Where to Start with Timothy Zahn
Timothy Zahn is the author who made Star Wars literature matter. Before his Thrawn trilogy arrived in 1991, Star Wars novels were an afterthought. Zahn changed that by writing with the same sense of scale and character that made the original films work, while adding a level of strategic depth and political complexity that the movies never attempted. His creation, Grand Admiral Thrawn, is one of the most iconic villains in the franchise, a blue-skinned Chiss military genius who defeats his enemies by studying their art and understanding their culture.
Zahn has published over fifty novels across multiple science fiction series, including his original Cobra and Conquerors trilogies, but his reputation rests on his Star Wars work. He returned to the franchise in 2017 with a new canon Thrawn trilogy, proving that his understanding of the character and the universe had only deepened with time.
Start here
Heir to the Empire
Timothy Zahn · 361 pages · 1991 · Easy
Themes: space opera, military strategy, galactic politics, loyalty
Five years after the fall of the Empire, Grand Admiral Thrawn emerges from the Unknown Regions to wage a brilliant campaign against the New Republic. Luke, Han, and Leia are back, joined by new characters who became just as beloved: the enigmatic Mara Jade and the charming smuggler chief Talon Karrde.
Why Start Here
Heir to the Empire is Zahn’s masterpiece and the book that launched the Star Wars expanded universe. It proved that Star Wars novels could be just as compelling as the films. Zahn’s great gift is his ability to write intelligent, layered villains. Thrawn does not rely on the Force or brute power. He wins through analysis, patience, and an unsettling understanding of his enemies. The book reads like the best kind of military thriller set in a galaxy far, far away.
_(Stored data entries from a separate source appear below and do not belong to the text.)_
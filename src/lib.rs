//! smwgeo - Semantic MediaWiki geocoder
//!
//! Resolves place names to coordinates using the RDF exports published by
//! Semantic MediaWiki sites, following "located in" style relations when
//! an article carries no coordinates of its own.
//!
//! # Architecture
//!
//! The library is organized into several modules:
//!
//! - [`config`] - Configuration management and settings
//! - [`fetcher`] - Page fetching with rate limiting
//! - [`parser`] - RDF link discovery, RDF/XML parsing, coordinate parsing
//! - [`geocoder`] - The resolver and its traversal
//! - [`models`] - Core data structures and types
//! - [`utils`] - Name normalization and URL helpers
//!
//! # Example
//!
//! ```no_run
//! use smwgeo::config::Config;
//! use smwgeo::geocoder::SemanticWikiResolver;
//!
//! #[tokio::main]
//! async fn main() -> anyhow::Result<()> {
//!     let config = Config::from_env()?;
//!     let resolver = SemanticWikiResolver::from_config(&config)?;
//!     let (label, (latitude, longitude)) = resolver.geocode("Berlin").await?.into_parts();
//!     println!("{label:?}: {latitude:?}, {longitude:?}");
//!     Ok(())
//! }
//! ```

pub mod config;
pub mod error;
pub mod fetcher;
pub mod geocoder;
pub mod models;
pub mod parser;
pub mod utils;

// Direct re-exports for convenience
pub use geocoder::SemanticWikiResolver;
pub use models::{Location, Point};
Published in 1991, it became a massive bestseller and revived public interest in Star Wars during a period when no films were in production. The trilogy (completed by Dark Force Rising and The Last Command) sold over 15 million copies and established the template for all Star Wars fiction that followed.
What to Expect
A tightly plotted space opera at 361 pages. Multiple intercut storylines keep the pace fast. The writing is clean and cinematic. Familiarity with the original trilogy is all you need. Zahn captures the voices of Luke, Han, and Leia so well that you hear the actors in your head.